Scientists are now examining these variables, in order to shed light on how and why HT may cause deterioration of cognition.
Animal models are proving useful in the study of HT because better controls are possible than with human studies. For example, like women, female mice experience natural cyclical fluctuations in estrogen levels. In addition, during middle age (17 months for mice) hormone cycling becomes irregular and hormone levels begin to decline, similar to women in menopause. Mice are also known to experience memory loss as they get older.
Jodi Gresack, MS, and Karyn Frick, PhD, of Yale University 's Department of Psychology capitalized on the similarities between female mice and women in a study designed to examine the effects of continuous versus cyclical estrogen on cognition.
Researchers removed the ovaries of 32 middle-aged mice before starting them on various courses of HT lasting three months. A continuous group received estrogen injections daily, a cyclical group was administered estrogen every four days, and a control group received daily injections with no estrogen.

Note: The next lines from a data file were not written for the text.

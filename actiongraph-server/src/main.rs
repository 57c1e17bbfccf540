use actiongraph_core::ActionGraphConfig;
use actiongraph_server::{http, Lifecycle};
use clap::Parser;
use tokio::sync::broadcast;
use tracing_subscriber::{fmt, EnvFilter};

#[derive(Parser, Debug)]
#[command(author, version, about, long_about = None)]
struct Args {
    /// Optional TOML file layered between defaults and the environment
    #[arg(short, long, default_value = "actiongraph.toml")]
    config: String,

    /// Initialize the graph backend, report, and exit
    #[arg(long)]
    check: bool,
}

#[tokio::main]
async fn main() -> anyhow::Result<()> {
    // Optional .env for local runs
    dotenvy::dotenv().ok();

    let args = Args::parse();

    let config = match ActionGraphConfig::load(&args.config) {
        Ok(c) => c,
        Err(e) => {
            eprintln!("Failed to load config from {}: {}", args.config, e);
            std::process::exit(1);
        }
    };

    // Init logging
    let filter = EnvFilter::try_from_default_env()
        .unwrap_or_else(|_| EnvFilter::new(&config.service.log_level));
    fmt().with_env_filter(filter).init();

    // Backend must be ready before any traffic is served
    let lifecycle = match Lifecycle::start_neo4j(&config).await {
        Ok(l) => l,
        Err(e) => {
            eprintln!("Failed to initialize graph backend: {}", e);
            std::process::exit(1);
        }
    };

    if args.check {
        println!("✅ Graph backend ready at {}", config.graph.uri);
        lifecycle.shutdown().await;
        return Ok(());
    }

    let (tx, rx) = broadcast::channel(1);
    tokio::spawn(async move {
        wait_for_signal().await;
        tracing::info!("Shutdown signal received");
        let _ = tx.send(());
    });

    let served = http::start_http_server(&config.http, lifecycle.tracker(), rx).await;

    lifecycle.shutdown().await;
    served?;

    Ok(())
}

#[cfg(unix)]
async fn wait_for_signal() {
    use tokio::signal::unix::{signal, SignalKind};

    let mut terminate = match signal(SignalKind::terminate()) {
        Ok(s) => s,
        Err(e) => {
            tracing::warn!(error = %e, "SIGTERM handler unavailable, listening for Ctrl+C only");
            let _ = tokio::signal::ctrl_c().await;
            return;
        }
    };

    tokio::select! {
        _ = tokio::signal::ctrl_c() => {}
        _ = terminate.recv() => {}
    }
}

#[cfg(not(unix))]
async fn wait_for_signal() {
    if let Err(e) = tokio::signal::ctrl_c().await {
        tracing::error!(error = %e, "Failed to listen for Ctrl+C");
    }
}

After three months, the mice underwent a variety of cognitive tests. In the spatial water-escape radial arm maze test, mice had to swim in a wheel-shaped maze until they were able to locate a submerged platform escape route. Mice were tested every day for two weeks for both spatial reference memory (long-term memory for information that did not change during the test session) and working memory (short-term memory for information that changed in each trial).